お問い合わせ

製造物責任法(PL法)

英語表記
Product Liability Act
読み
せいぞうぶつせきにんほう(ぴーえるほう)

製品の欠陥によって生命、身体、財産に被害が生じた場合に、製造業者が損害賠償責任を負うことを定めた法律。

解説

製造物責任法は、製造物の欠陥が原因で人の生命、身体、または財産に被害が生じたとき、製造業者などが損害賠償責任を負うことを定めた法律です。1995年に施行されました。

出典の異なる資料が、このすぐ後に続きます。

//! Text rendering of views for the terminal.

use comfy_table::modifiers::UTF8_ROUND_CORNERS;
use comfy_table::presets::UTF8_FULL_CONDENSED;
use comfy_table::{Attribute, Cell, CellAlignment, ContentArrangement, Table};
use serde_json::Value;

use unitconv_text::Canonicalization;

use crate::views::{ConverterView, HomeView, NotFoundView, View, unit_label};

/// Render a view as human-readable text.
pub fn render_view(view: &View) -> String {
    match view {
        View::Home(home) => render_home(home),
        View::Converter(converter) => render_converter(converter),
        View::NotFound(not_found) => render_not_found(not_found),
    }
}

fn render_home(home: &HomeView) -> String {
    let Some(labels) = home.unit_labels() else {
        return format!("Units\n{}", pretty_json(&home.units));
    };
    if labels.is_empty() {
        return "No units available.".to_string();
    }
    let mut table = Table::new();
    table.set_header(vec![header_cell("#"), header_cell("Unit")]);
    apply_table_style(&mut table);
    if let Some(column) = table.column_mut(0) {
        column.set_cell_alignment(CellAlignment::Right);
    }
    for (index, label) in labels.into_iter().enumerate() {
        table.add_row(vec![Cell::new(index + 1), Cell::new(label)]);
    }
    format!("Units\n{table}")
}

fn render_converter(converter: &ConverterView) -> String {
    let mut out = format!("Converter: {}\n", converter.unit_name);
    if let Some(input) = &converter.input {
        if input.raw == input.canonical {
            out.push_str(&format!("Value: {}\n", input.canonical));
        } else {
            out.push_str(&format!("Value: {} -> {}\n", input.raw, input.canonical));
        }
    }
    match &converter.detail {
        Value::Object(fields) if !fields.is_empty() => {
            let mut table = Table::new();
            table.set_header(vec![header_cell("Field"), header_cell("Value")]);
            apply_table_style(&mut table);
            for (key, value) in fields {
                table.add_row(vec![Cell::new(key), Cell::new(scalar_text(value))]);
            }
            out.push_str(&table.to_string());
        }
        other => out.push_str(&pretty_json(other)),
    }
    out
}

fn render_not_found(not_found: &NotFoundView) -> String {
    format!("Page not found: {}", not_found.path)
}

/// Render one `normalize` result, optionally with the intermediate stage.
pub fn render_canonicalization(stages: &Canonicalization, steps: bool) -> String {
    if steps {
        format!(
            "{:?} -> {:?} -> {:?}",
            stages.raw, stages.compact, stages.canonical
        )
    } else {
        stages.canonical.clone()
    }
}

/// Strings without quotes, everything else as compact JSON.
fn scalar_text(value: &Value) -> String {
    match value {
        Value::String(text) => text.clone(),
        Value::Array(items) if items.iter().all(Value::is_string) => {
            items.iter().map(unit_label).collect::<Vec<_>>().join(", ")
        }
        other => other.to_string(),
    }
}

fn pretty_json(value: &Value) -> String {
    serde_json::to_string_pretty(value).unwrap_or_else(|_| value.to_string())
}

fn header_cell(text: &str) -> Cell {
    Cell::new(text).add_attribute(Attribute::Bold)
}

fn apply_table_style(table: &mut Table) {
    table
        .load_preset(UTF8_FULL_CONDENSED)
        .apply_modifier(UTF8_ROUND_CORNERS)
        .set_content_arrangement(ContentArrangement::Dynamic)
        .set_width(100);
}

#[cfg(test)]
mod tests {
    use serde_json::json;

    use super::*;
    use crate::views::InputValue;

    #[test]
    fn test_not_found_text() {
        let view = View::NotFound(NotFoundView {
            path: "/nope".to_string(),
        });
        insta::assert_snapshot!(render_view(&view), @"Page not found: /nope");
    }

    #[test]
    fn test_empty_home() {
        let view = View::Home(HomeView { units: json!([]) });
        assert_eq!(render_view(&view), "No units available.");
    }

    #[test]
    fn test_home_lists_units() {
        let view = View::Home(HomeView {
            units: json!([{"name": "length"}, "volume"]),
        });
        let text = render_view(&view);
        assert!(text.starts_with("Units\n"));
        assert!(text.contains("length"));
        assert!(text.contains("volume"));
    }

    #[test]
    fn test_home_non_list_payload() {
        let view = View::Home(HomeView {
            units: json!({"count": 0}),
        });
        assert_eq!(render_view(&view), "Units\n{\n  \"count\": 0\n}");
    }

    #[test]
    fn test_converter_shows_canonical_value() {
        let view = View::Converter(ConverterView {
            unit_name: "length".to_string(),
            detail: json!({"base": "metre", "units": ["metre", "foot"]}),
            input: Some(InputValue {
                raw: "1 000.50".to_string(),
                canonical: "1000.5".to_string(),
            }),
        });
        let text = render_view(&view);
        assert!(text.starts_with("Converter: length\nValue: 1 000.50 -> 1000.5\n"));
        assert!(text.contains("metre, foot"));
    }

    #[test]
    fn test_converter_scalar_detail() {
        let view = View::Converter(ConverterView {
            unit_name: "mass".to_string(),
            detail: json!("kilogram"),
            input: Some(InputValue {
                raw: "3".to_string(),
                canonical: "3".to_string(),
            }),
        });
        insta::assert_snapshot!(render_view(&view), @r#"
        Converter: mass
        Value: 3
        "kilogram"
        "#);
    }

    #[test]
    fn test_canonicalization_steps() {
        let stages = Canonicalization::of("1 000.000");
        assert_eq!(render_canonicalization(&stages, false), "1000");
        insta::assert_snapshot!(
            render_canonicalization(&stages, true),
            @r#""1 000.000" -> "1000.000" -> "1000""#
        );
    }
}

被害者は製造業者の過失を証明する必要がなく、製品に欠陥があったこと被害が生じたこと両者に因果関係があることを示せば足ります。この点が、一般の不法行為責任と大きく異なります。

欠陥は製造上・設計上・指示警告上の三類型に分かれる

  • 製造上の欠陥:設計どおりに作られなかったことによるもの
  • 設計上の欠陥:設計そのものに安全性を欠く点があるもの
  • 指示・警告上の欠陥:取扱説明や注意表示が不十分なもの

三つめは、サポート部門と直接つながります。取扱説明書やFAQの書き方が不十分だったために事故が起きた、という構成があり得るためです。

見解を述べず事実を聞き取って引き継ぐ

けがや火災など、身体や財産への被害を伴う連絡は、通常のクレームとは別の経路で扱う必要があります。

  • 被害の状況と時系列を正確に聞き取る
  • 該当する製品を廃棄しないよう依頼する
  • その場で原因や責任について見解を述べない
  • ただちに品質保証部門や法務へ引き継ぐ

原因が特定される前の発言が、後に事業者側の見解として扱われることがあります。一次受けの役割は、事実を集めて速やかに引き継ぐことに限定しておくのが安全です。